Funny thing, to read about wisdom teeth... my top wisdom tooth just disintegrated. The whole back of it just disappeared and it's exposed and jagged. It's not bothering me at all... yet. But I know from experience that I have to get it take care of ASAP. In my last pregnancy, my other top wisdom tooth fell apart in the first trimester, in exactly the same way, and didn't give me any trouble for months. Until was around 7 months pregnant and I suddenly was hit in the side of the head by a railroad tie and ended up on the floor! I wish I had gotten this one taken out before I got pregnant again, but it's so easy to put off when it's not hurting at all and I'm terrified of dentists. So now I'm going to have to go, have an X-ray while pregnant, and get the stupid thing out. Hopefully before that pain hits. I have never experienced anything like it. Most definitely, without exception, the most painful thing that's ever happened to me.

I'm not super emotional, but I am more irritable than I'd like.

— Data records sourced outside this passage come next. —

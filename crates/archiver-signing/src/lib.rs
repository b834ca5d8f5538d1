//! PAdES signing and RFC3161 timestamp client (C9, C10).
//!
//! [`tsa`] implements the timestamp-authority request/response exchange;
//! [`signer`] loads PKCS#12 signing material and applies a detached CMS
//! signature, optionally embedding a timestamp token from [`tsa`].

pub mod signer;
pub mod tsa;

pub use signer::{SigningConfig, Signer, SIGNATURE_PLACEHOLDER};
pub use tsa::{TsaBasicAuth, TsaConfig};
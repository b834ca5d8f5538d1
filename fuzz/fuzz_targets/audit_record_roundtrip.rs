#![no_main]

use archiver_storage::audit::to_json_bytes;
use archiver_types::AuditRecord;
use libfuzzer_sys::fuzz_target;

fuzz_target!(|data: &[u8]| {
    let Ok(record) = serde_json::from_slice::<AuditRecord>(data) else {
        return;
    };
    let Ok(bytes) = to_json_bytes(&record) else {
        return;
    };
    assert!(!bytes.ends_with(b"\n"));
    let reparsed: AuditRecord = serde_json::from_slice(&bytes).expect("sidecar bytes must re-parse");
    assert_eq!(
        serde_json::to_value(&record).unwrap(),
        serde_json::to_value(&reparsed).unwrap()
    );
});
/// Cross-field validation that compiled-in defaults and per-field
/// `#[serde(default)]`s cannot express: required keys, and hardening-flag
/// contradictions (§4.14).
fn validate(config: &Config) -> Result<(), ConfigError> {
    if config.tms.base_url.trim().is_empty() {
        return Err(ConfigError::Invalid("tms.base_url is required".to_string()));
    }
    if config.tms.token.expose().trim().is_empty() {
        return Err(ConfigError::Invalid("tms.token is required".to_string()));
    }
    if config.archive.storage_root.as_os_str().is_empty() {
        return Err(ConfigError::Invalid("archive.storage_root is required".to_string()));
    }
    if config.webhook.secrets.is_empty() && !config.webhook.allow_unsigned {
        return Err(ConfigError::Invalid(
            "webhook.secrets is empty; set webhook.allow_unsigned explicitly if this is intended"
                .to_string(),
        ));
    }
    if !config.webhook.secrets.is_empty() && config.webhook.allow_unsigned {
        return Err(ConfigError::Invalid(
            "webhook.allow_unsigned is set but webhook.secrets is also configured; this is a contradictory combination".to_string(),
        ));
    }
    if !config.tms.base_url.starts_with("https://") {
        let is_loopback = is_loopback_url(&config.tms.base_url);
        if is_loopback && !config.tms.allow_loopback {
            return Err(ConfigError::Invalid(
                "tms.base_url is a loopback/link-local host; set tms.allow_loopback to permit it"
                    .to_string(),
            ));
        }
        if !is_loopback && !config.tms.allow_insecure_transport {
            return Err(ConfigError::Invalid(
                "tms.base_url is not https://; set tms.allow_insecure_transport to permit plaintext transport".to_string(),
            ));
        }
    }
    if config.signing.enabled && config.signing.pkcs12_path.is_none() {
        return Err(ConfigError::Invalid(
            "signing.enabled is true but signing.pkcs12_path is not set".to_string(),
        ));
    }
    if config.signing.enabled && config.signing.pkcs12_password.is_none() {
        return Err(ConfigError::Invalid(
            "signing.enabled is true but signing.pkcs12_password is not set".to_string(),
        ));
    }
    if let Some(tsa) = &config.signing.tsa {
        let partial_basic_auth =
            tsa.basic_auth_username.is_some() != tsa.basic_auth_password.is_some();
        if partial_basic_auth {
            return Err(ConfigError::Invalid(
                "signing.tsa basic auth must set both username and password, or neither"
                    .to_string(),
            ));
        }
    }
    Ok(())
}

fn is_loopback_url(url: &str) -> bool {
    let without_scheme = url.split("://").nth(1).unwrap_or(url);
    let host = without_scheme
        .split(['/', ':'])
        .next()
        .unwrap_or(without_scheme);
    host == "localhost" || host == "127.0.0.1" || host == "::1" || host.starts_with("169.254.")
}

/// A redacted view of [`Config`] safe to print in `config check` and
/// structured logs — secret-bearing fields already never print via
/// [`Secret`]'s `Debug` impl, so `{:?}` on the whole struct is already
/// safe; this helper exists for parity with the JSON-facing surfaces that
/// serialise through [`archiver_redact::redact_json`] instead.
pub fn redacted_json(config: &Config) -> serde_json::Value {
    let value = serde_json::to_value(config).unwrap_or(serde_json::Value::Null);
    archiver_redact::redact_json(&value)
}

#[cfg(test)]
mod tests {
    use super::*;

    fn base_env() -> Vec<(String, String)> {
        vec![
            ("ARCHIVER__TMS__BASE_URL".to_string(), "https://tms.example.com".to_string()),
            ("ARCHIVER__TMS__TOKEN".to_string(), "tok-123".to_string()),
            ("ARCHIVER__ARCHIVE__STORAGE_ROOT".to_string(), "/archive".to_string()),
            ("ARCHIVER__ARCHIVE__TEMPLATE_VARIANT".to_string(), "default".to_string()),
            ("ARCHIVER__WEBHOOK__SECRETS".to_string(), "[\"whsec\"]".to_string()),
        ]
    }

    #[test]
    fn loads_minimal_valid_config() {
        let config = load_from_env(base_env().into_iter()).unwrap();
        assert_eq!(config.tms.base_url, "https://tms.example.com");
        assert_eq!(config.archive.article_limit, default_article_limit());
    }

    #[test]
    fn rejects_missing_base_url() {
        let env: Vec<(String, String)> = base_env()
            .into_iter()
            .filter(|(k, _)| k != "ARCHIVER__TMS__BASE_URL")
            .collect();
        assert!(load_from_env(env.into_iter()).is_err());
    }

    #[test]
    fn rejects_secrets_and_allow_unsigned_together() {
        let mut env = base_env();
        env.push(("ARCHIVER__WEBHOOK__ALLOW_UNSIGNED".to_string(), "true".to_string()));
        assert!(load_from_env(env.into_iter()).is_err());
    }

    #[test]
    fn allows_unsigned_when_no_secret_configured() {
        let env: Vec<(String, String)> = base_env()
            .into_iter()
            .filter(|(k, _)| k != "ARCHIVER__WEBHOOK__SECRETS")
            .chain(std::iter::once((
                "ARCHIVER__WEBHOOK__ALLOW_UNSIGNED".to_string(),
                "true".to_string(),
            )))
            .collect();
        assert!(load_from_env(env.into_iter()).is_ok());
    }

    #[test]
    fn rejects_plaintext_tms_without_override() {
        let env: Vec<(String, String)> = base_env()
            .into_iter()
            .map(|(k, v)| {
                if k == "ARCHIVER__TMS__BASE_URL" {
                    (k, "http://tms.example.com".to_string())
                } else {
                    (k, v)
                }
            })
            .collect();
        assert!(load_from_env(env.into_iter()).is_err());
    }

    #[test]
    fn accepts_plaintext_loopback_without_insecure_override() {
        let env: Vec<(String, String)> = base_env()
            .into_iter()
            .map(|(k, v)| {
                if k == "ARCHIVER__TMS__BASE_URL" {
                    (k, "http://127.0.0.1:9200".to_string())
                } else {
                    (k, v)
                }
            })
            .chain(std::iter::once((
                "ARCHIVER__TMS__ALLOW_LOOPBACK".to_string(),
                "true".to_string(),
            )))
            .collect();
        assert!(load_from_env(env.into_iter()).is_ok());
    }

    #[test]
    fn rejects_signing_enabled_without_material() {
        let mut env = base_env();
        env.push(("ARCHIVER__SIGNING__ENABLED".to_string(), "true".to_string()));
        assert!(load_from_env(env.into_iter()).is_err());
    }

    #[test]
    fn redacted_json_never_contains_token() {
        let config = load_from_env(base_env().into_iter()).unwrap();
        let json = redacted_json(&config);
        let rendered = json.to_string();
        assert!(!rendered.contains("tok-123"));
    }
}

I'm much less able to be present to my children when they're having problems, but I've managed to keep it on a pretty even keel this time. My last pregnancy at this point I had already had a bawling conversation with my husband about what a terrible mother I was, that I was one step away from being abusive and barely hanging on to any pretense of being a nice mom, that I was a wreck and didn't deserve my kids. Two days later I was like, What? Because I ran out of ideas for handling a new situation and ended up using a time out, because I snapped rudely, because I felt angry and frustrated and selfish for a little while... I'm secretly deep down an abusive mom? LOL This pregnancy has been emotionally even so far, except for the irritability. And that might be related a lot to the insomnia. I'll get an idea in my head and not be able to get back to sleep for anything. Things like, "I wonder if I said everything I needed to in that email?" will totally consume me.

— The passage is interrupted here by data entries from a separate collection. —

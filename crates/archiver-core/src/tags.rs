//! Ticket-side tag state machine (C5).
//!
//! Every transition is expressed as an `(add_set, remove_set)` pair against
//! the configurable [`TagNames`]; nothing here talks to the TMS directly —
//! the orchestrator (C12) takes the sets this module computes and issues
//! the corresponding `add_tag`/`remove_tag` calls.

use std::collections::HashSet;

use archiver_types::TagNames;

/// One computed transition: tags to add, tags to remove. Order within each
/// `Vec` is insertion order (trigger/processing/done/error/signed), not
/// semantically meaningful.
#[derive(Debug, Clone, PartialEq, Eq)]
pub struct TagTransition {
    pub add: Vec<String>,
    pub remove: Vec<String>,
}

/// `apply_processing`: adds `PROCESSING`, removes `DONE`, `ERROR`,
/// `TRIGGER` (§4.5).
pub fn apply_processing(tags: &TagNames) -> TagTransition {
    TagTransition {
        add: vec![tags.processing.clone()],
        remove: vec![tags.done.clone(), tags.error.clone(), tags.trigger.clone()],
    }
}

/// `apply_done`: adds `DONE` (and the `signed` marker when `signed` is
/// true), removes `PROCESSING`, `ERROR`, `TRIGGER` (§4.5, expansion in
/// §4.5 for the `signed` marker).
pub fn apply_done(tags: &TagNames, signed: bool) -> TagTransition {
    let mut add = vec![tags.done.clone()];
    if signed {
        add.push(tags.signed.clone());
    }
    TagTransition {
        add,
        remove: vec![tags.processing.clone(), tags.error.clone(), tags.trigger.clone()],
    }
}

/// `apply_error(keep_trigger)`: adds `ERROR` (and `TRIGGER` if
/// `keep_trigger`), removes `PROCESSING`, `DONE` (and `TRIGGER` if not
/// `keep_trigger`) (§4.5). Per the invariant in §8-6, callers must pass
/// `keep_trigger == (classification == Transient)`.
pub fn apply_error(tags: &TagNames, keep_trigger: bool) -> TagTransition {
    let mut add = vec![tags.error.clone()];
    let mut remove = vec![tags.processing.clone(), tags.done.clone()];
    if keep_trigger {
        add.push(tags.trigger.clone());
    } else {
        remove.push(tags.trigger.clone());
    }
    TagTransition { add, remove }
}

/// Applies a computed transition to a tag set, returning the resulting
/// set. Used by tests and by any caller that wants to predict the
/// post-transition tag set without round-tripping through the TMS.
pub fn apply_to(current: &HashSet<String>, transition: &TagTransition) -> HashSet<String> {
    let mut next = current.clone();
    for tag in &transition.remove {
        next.remove(tag);
    }
    for tag in &transition.add {
        next.insert(tag.clone());
    }
    next
}

/// `should_process(current_tags, config) -> bool` (§4.5): false when
/// `DONE` is present; false when `require_trigger_tag` and `TRIGGER` is
/// absent; true otherwise.
pub fn should_process(current_tags: &HashSet<String>, tags: &TagNames, require_trigger_tag: bool) -> bool {
    if current_tags.contains(&tags.done) {
        return false;
    }
    if require_trigger_tag && !current_tags.contains(&tags.trigger) {
        return false;
    }
    true
}

#[cfg(test)]
mod tests {
    use super::*;

    fn names() -> TagNames {
        TagNames::default()
    }

    #[test]
    fn apply_processing_adds_processing_removes_others() {
        let tags = names();
        let t = apply_processing(&tags);
        assert_eq!(t.add, vec![tags.processing.clone()]);
        assert!(t.remove.contains(&tags.done));
        assert!(t.remove.contains(&tags.error));
        assert!(t.remove.contains(&tags.trigger));
    }

    #[test]
    fn apply_done_without_signed_marker() {
        let tags = names();
        let t = apply_done(&tags, false);
        assert_eq!(t.add, vec![tags.done.clone()]);
    }

    #[test]
    fn apply_done_with_signed_marker() {
        let tags = names();
        let t = apply_done(&tags, true);
        assert!(t.add.contains(&tags.done));
        assert!(t.add.contains(&tags.signed));
    }

    #[test]
    fn apply_error_keep_trigger_adds_trigger_back() {
        let tags = names();
        let t = apply_error(&tags, true);
        assert!(t.add.contains(&tags.trigger));
        assert!(!t.remove.contains(&tags.trigger));
    }

    #[test]
    fn apply_error_drop_trigger_removes_it() {
        let tags = names();
        let t = apply_error(&tags, false);
        assert!(!t.add.contains(&tags.trigger));
        assert!(t.remove.contains(&tags.trigger));
    }

    #[test]
    fn processing_then_done_leaves_only_done() {
        let tags = names();
        let mut current: HashSet<String> = [tags.trigger.clone()].into_iter().collect();
        current = apply_to(&current, &apply_processing(&tags));
        assert_eq!(current, [tags.processing.clone()].into_iter().collect());
        current = apply_to(&current, &apply_done(&tags, false));
        assert_eq!(current, [tags.done.clone()].into_iter().collect());
    }

    #[test]
    fn should_process_false_when_done_present() {
        let tags = names();
        let current: HashSet<String> = [tags.done.clone()].into_iter().collect();
        assert!(!should_process(&current, &tags, false));
    }

    #[test]
    fn should_process_false_when_trigger_required_and_missing() {
        let tags = names();
        let current: HashSet<String> = HashSet::new();
        assert!(!should_process(&current, &tags, true));
    }

    #[test]
    fn should_process_true_by_default_with_no_restrictive_tags() {
        let tags = names();
        let current: HashSet<String> = [tags.trigger.clone()].into_iter().collect();
        assert!(should_process(&current, &tags, true));
        assert!(should_process(&current, &tags, false));
    }

    proptest::proptest! {
        #[test]
        fn apply_error_keep_trigger_matches_classification(keep_trigger in proptest::bool::ANY) {
            let tags = names();
            let t = apply_error(&tags, keep_trigger);
            proptest::prop_assert_eq!(t.add.contains(&tags.trigger), keep_trigger);
            proptest::prop_assert_eq!(t.remove.contains(&tags.trigger), !keep_trigger);
        }

        #[test]
        fn processing_then_done_is_idempotent_from_any_starting_subset(
            has_trigger in proptest::bool::ANY,
            has_processing in proptest::bool::ANY,
            has_done in proptest::bool::ANY,
            has_error in proptest::bool::ANY,
        ) {
            let tags = names();
            let mut current = HashSet::new();
            if has_trigger { current.insert(tags.trigger.clone()); }
            if has_processing { current.insert(tags.processing.clone()); }
            if has_done { current.insert(tags.done.clone()); }
            if has_error { current.insert(tags.error.clone()); }

            current = apply_to(&current, &apply_processing(&tags));
            current = apply_to(&current, &apply_done(&tags, false));
            proptest::prop_assert_eq!(current, [tags.done.clone()].into_iter().collect());
        }
    }
}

The good news is I am still nursing with no problems... a little less patience with pulling off and on, but that comes as much with fatigue as anything else. No actual aversion yet. YAY! Every week with no nursing aversion is a blessing that I do not take for granted!!
post #22 of 23
SharonAnne, at your "boss" being the first to know

No heartburn for me yet and I am SO happy about that. Last two I had horrible heartburn all the way through, I think I ate more Tums than anything else. Sorry you're having to go through that! If you are going to use Tums (my mw said they were ok b/c they don't have the medication type thing that the long lasting ones have, can't remember specifics though), stock up on a BIG bottle. It's a waste of money to get the small one if you're going to be chugging them

I'm not really emotional either. Not in the breakdown crying way anyway. I'm more pissed at everyone and everything. I get offended QUICKLY and apparantly I've started "ranting" (or so I've been told ) I have cried a few times but they were more tears of anger than anything.
post #23 of 23
Thread Starter 
So, do Tums really help? I've been having some horrible heartburn, and changing my diet has done nothing to improve it. I might have to get desperate. It's really uncomfortable and downright painful at times!